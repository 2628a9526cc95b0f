//! Binary masks and the operations that combine them.
//!
//! A [`BinaryMask`] is a single-channel raster whose pixels are either
//! 0 (unset) or 255 (set). Detection steps produce masks; this module
//! combines them (AND / OR), removes small connected components, and
//! paints a mask onto a colour image as a highlight overlay.

use image::{GrayImage, Luma, Rgb, RgbImage};
use imageproc::region_labelling::{Connectivity, connected_components};

use crate::types::Dimensions;

/// Value of a set mask pixel.
pub const SET: u8 = 255;

/// Value of an unset mask pixel.
pub const UNSET: u8 = 0;

/// A single-channel mask with every pixel in `{0, 255}`.
#[derive(Debug, Clone, PartialEq, Eq)]
pub struct BinaryMask(GrayImage);

impl BinaryMask {
    /// An all-unset mask.
    #[must_use]
    pub fn empty(width: u32, height: u32) -> Self {
        Self(GrayImage::new(width, height))
    }

    /// Build a mask by evaluating `f` at every pixel.
    #[must_use]
    pub fn from_fn(width: u32, height: u32, mut f: impl FnMut(u32, u32) -> bool) -> Self {
        Self(GrayImage::from_fn(width, height, |x, y| {
            Luma([if f(x, y) { SET } else { UNSET }])
        }))
    }

    /// Treat every non-zero pixel of `image` as set.
    #[must_use]
    pub fn from_nonzero(image: &GrayImage) -> Self {
        Self::from_fn(image.width(), image.height(), |x, y| {
            image.get_pixel(x, y).0[0] != 0
        })
    }

    /// Mask dimensions.
    #[must_use]
    pub fn dimensions(&self) -> Dimensions {
        Dimensions::new(self.0.width(), self.0.height())
    }

    /// Whether the pixel at `(x, y)` is set.
    ///
    /// # Panics
    ///
    /// Panics if `(x, y)` is out of bounds.
    #[must_use]
    pub fn is_set(&self, x: u32, y: u32) -> bool {
        self.0.get_pixel(x, y).0[0] == SET
    }

    /// Number of set pixels.
    #[must_use]
    pub fn count(&self) -> u64 {
        self.0
            .pixels()
            .map(|p| u64::from(u8::from(p.0[0] == SET)))
            .sum()
    }

    /// Returns `true` if no pixel is set.
    #[must_use]
    pub fn is_empty(&self) -> bool {
        self.0.pixels().all(|p| p.0[0] == UNSET)
    }

    /// Returns `true` if every set pixel of `self` is also set in `other`.
    ///
    /// Masks of different dimensions are never subsets of each other.
    #[must_use]
    pub fn is_subset_of(&self, other: &Self) -> bool {
        self.dimensions() == other.dimensions()
            && self
                .0
                .pixels()
                .zip(other.0.pixels())
                .all(|(a, b)| a.0[0] == UNSET || b.0[0] == SET)
    }

    /// Pixel-wise logical AND.
    ///
    /// Pixels outside the overlap of the two masks are unset.
    #[must_use]
    pub fn and(&self, other: &Self) -> Self {
        self.combine(other, |a, b| a && b)
    }

    /// Pixel-wise logical OR.
    #[must_use]
    pub fn or(&self, other: &Self) -> Self {
        self.combine(other, |a, b| a || b)
    }

    fn combine(&self, other: &Self, op: impl Fn(bool, bool) -> bool) -> Self {
        let width = self.0.width().min(other.0.width());
        let height = self.0.height().min(other.0.height());
        Self::from_fn(self.0.width(), self.0.height(), |x, y| {
            x < width && y < height && op(self.is_set(x, y), other.is_set(x, y))
        })
    }

    /// Borrow the mask as a grayscale image.
    #[must_use]
    pub const fn as_gray(&self) -> &GrayImage {
        &self.0
    }

    /// Consume the mask, returning the underlying grayscale image.
    #[must_use]
    pub fn into_gray(self) -> GrayImage {
        self.0
    }
}

/// Unset every 4-connected component with fewer than `min_size` pixels.
///
/// Components of exactly `min_size` pixels are kept.
#[must_use = "returns the filtered mask"]
pub fn remove_small_objects(mask: &BinaryMask, min_size: u32) -> BinaryMask {
    if min_size <= 1 {
        return mask.clone();
    }

    let labels = connected_components(mask.as_gray(), Connectivity::Four, Luma([UNSET]));
    let max_label = labels.pixels().map(|p| p.0[0]).max().unwrap_or(0);

    let mut sizes = vec![0_u32; max_label as usize + 1];
    for p in labels.pixels() {
        sizes[p.0[0] as usize] += 1;
    }

    BinaryMask::from_fn(labels.width(), labels.height(), |x, y| {
        let label = labels.get_pixel(x, y).0[0];
        label != 0 && sizes[label as usize] >= min_size
    })
}

/// Copy `image` and paint every pixel set in `mask` with `color`.
///
/// Pixels outside the mask are left untouched.
#[must_use = "returns the highlighted image"]
pub fn highlight(image: &RgbImage, mask: &BinaryMask, color: [u8; 3]) -> RgbImage {
    let mut out = image.clone();
    let (w, h) = (
        image.width().min(mask.as_gray().width()),
        image.height().min(mask.as_gray().height()),
    );
    for y in 0..h {
        for x in 0..w {
            if mask.is_set(x, y) {
                out.put_pixel(x, y, Rgb(color));
            }
        }
    }
    out
}
//! Ellipse- and disk-shaped morphology and median smoothing.
//!
//! Thin wrappers over [`imageproc::morphology`] and
//! [`imageproc::filter::median_filter`] that take the radii and kernel
//! sizes used in the configuration.

use image::{GrayImage, Luma};
use imageproc::morphology::Mask;

use crate::mask::BinaryMask;

/// Elliptic structuring element inscribed in a `(2r+1)` square.
///
/// Row `dy` spans `round(sqrt(r^2 - dy^2))` pixels either side of the
/// centre, so radius 2 is the 21-pixel 5x5 ellipse
/// (`00100/11111/11111/11111/00100`) rather than the 13-pixel diamond
/// [`Mask::disk`] produces.
#[must_use]
pub fn ellipse(radius: u8) -> Mask {
    let r = i32::from(radius);
    let side = 2 * u32::from(radius) + 1;
    let footprint = GrayImage::from_fn(side, side, |x, y| {
        #[allow(clippy::cast_possible_wrap)]
        let (dx, dy) = ((x as i32 - r).abs(), (y as i32 - r).abs());
        let half_width = f64::from(r * r - dy * dy).sqrt().round();
        Luma([if f64::from(dx) <= half_width { 255 } else { 0 }])
    });
    Mask::from_image(&footprint, radius, radius)
}

/// Grayscale opening (erosion then dilation) with an [`ellipse`] of
/// `radius`.
///
/// Removes bright details smaller than the ellipse. Radius 0 is the
/// identity.
#[must_use = "returns the opened image"]
pub fn open(image: &GrayImage, radius: u8) -> GrayImage {
    if radius == 0 {
        return image.clone();
    }
    imageproc::morphology::grayscale_open(image, &ellipse(radius))
}

/// Binary closing (dilation then erosion) with a disk of `radius`.
///
/// Fills holes and gaps narrower than the disk. Radius 0 is the
/// identity.
#[must_use = "returns the closed mask"]
pub fn close_mask(mask: &BinaryMask, radius: u8) -> BinaryMask {
    if radius == 0 {
        return mask.clone();
    }
    let closed = imageproc::morphology::grayscale_close(mask.as_gray(), &Mask::disk(radius));
    BinaryMask::from_nonzero(&closed)
}

/// Median filter over a `kernel` x `kernel` window.
///
/// `kernel` should be odd; it is rounded down to the nearest odd size.
/// Kernels of 1 or less return the image unchanged.
#[must_use = "returns the smoothed image"]
pub fn median(image: &GrayImage, kernel: u32) -> GrayImage {
    let radius = kernel / 2;
    if radius == 0 {
        return image.clone();
    }
    imageproc::filter::median_filter(image, radius, radius)
}

#[cfg(test)]
mod tests {
    use super::*;

    /// Footprint of `mask` as rows of 0/1, recovered by dilating a
    /// single bright pixel.
    fn footprint(mask: &Mask, radius: u32) -> Vec<Vec<u8>> {
        let side = 2 * radius + 1;
        let mut dot = GrayImage::new(side, side);
        dot.put_pixel(radius, radius, Luma([255]));
        let dilated = imageproc::morphology::grayscale_dilate(&dot, mask);
        (0..side)
            .map(|y| (0..side).map(|x| u8::from(dilated.get_pixel(x, y).0[0] > 0)).collect())
            .collect()
    }

    #[test]
    fn ellipse_radius_two_is_the_5x5_ellipse() {
        let rows = footprint(&ellipse(2), 2);
        assert_eq!(
            rows,
            vec![
                vec![0, 0, 1, 0, 0],
                vec![1, 1, 1, 1, 1],
                vec![1, 1, 1, 1, 1],
                vec![1, 1, 1, 1, 1],
                vec![0, 0, 1, 0, 0],
            ]
        );
        let area: u32 = rows.iter().flatten().map(|&v| u32::from(v)).sum();
        assert_eq!(area, 21);
    }

    #[test]
    fn ellipse_radius_zero_is_single_pixel() {
        assert_eq!(
            footprint(&ellipse(0), 1),
            vec![vec![0, 0, 0], vec![0, 1, 0], vec![0, 0, 0]]
        );
    }

    #[test]
    fn opening_removes_diamond_smaller_than_ellipse() {
        // A radius-2 diamond of bright pixels: the ellipse does not fit
        // inside it, so nothing survives the erosion.
        let img = GrayImage::from_fn(20, 20, |x, y| {
            Luma([if x.abs_diff(10) + y.abs_diff(10) <= 2 { 200 } else { 30 }])
        });
        let opened = open(&img, 2);
        assert!(opened.pixels().all(|p| p.0[0] == 30));
    }

    /// Dark 20x20 image with a single bright pixel at (10, 10).
    fn speck() -> GrayImage {
        GrayImage::from_fn(20, 20, |x, y| {
            Luma([if (x, y) == (10, 10) { 255 } else { 30 }])
        })
    }

    #[test]
    fn opening_removes_small_bright_detail() {
        let opened = open(&speck(), 2);
        assert!(opened.pixels().all(|p| p.0[0] == 30));
    }

    #[test]
    fn opening_keeps_large_bright_region() {
        let img = GrayImage::from_fn(30, 30, |x, y| {
            Luma([if (5..25).contains(&x) && (5..25).contains(&y) { 200 } else { 10 }])
        });
        let opened = open(&img, 2);
        assert_eq!(opened.get_pixel(15, 15).0[0], 200);
        assert_eq!(opened.get_pixel(0, 0).0[0], 10);
    }

    #[test]
    fn opening_never_brightens() {
        let img = speck();
        let opened = open(&img, 3);
        assert!(opened.pixels().zip(img.pixels()).all(|(o, i)| o.0[0] <= i.0[0]));
    }

    #[test]
    fn closing_fills_small_hole() {
        let mask = BinaryMask::from_fn(20, 20, |x, y| {
            (3..17).contains(&x) && (3..17).contains(&y) && (x, y) != (10, 10)
        });
        let closed = close_mask(&mask, 3);
        assert!(closed.is_set(10, 10));
        assert!(mask.is_subset_of(&closed));
    }

    #[test]
    fn closing_empty_mask_stays_empty() {
        let mask = BinaryMask::empty(16, 16);
        assert!(close_mask(&mask, 3).is_empty());
    }

    #[test]
    fn zero_radius_is_identity() {
        let img = speck();
        assert_eq!(open(&img, 0), img);
    }

    #[test]
    fn median_removes_salt_noise() {
        let smoothed = median(&speck(), 5);
        assert_eq!(smoothed.get_pixel(10, 10).0[0], 30);
    }

    #[test]
    fn median_kernel_one_is_identity() {
        let img = speck();
        assert_eq!(median(&img, 1), img);
    }
}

### Task
Copy out each line of the material in which the word "Value" turns up.

### Written reply
/// Value of a set mask pixel.
/// Value of an unset mask pixel.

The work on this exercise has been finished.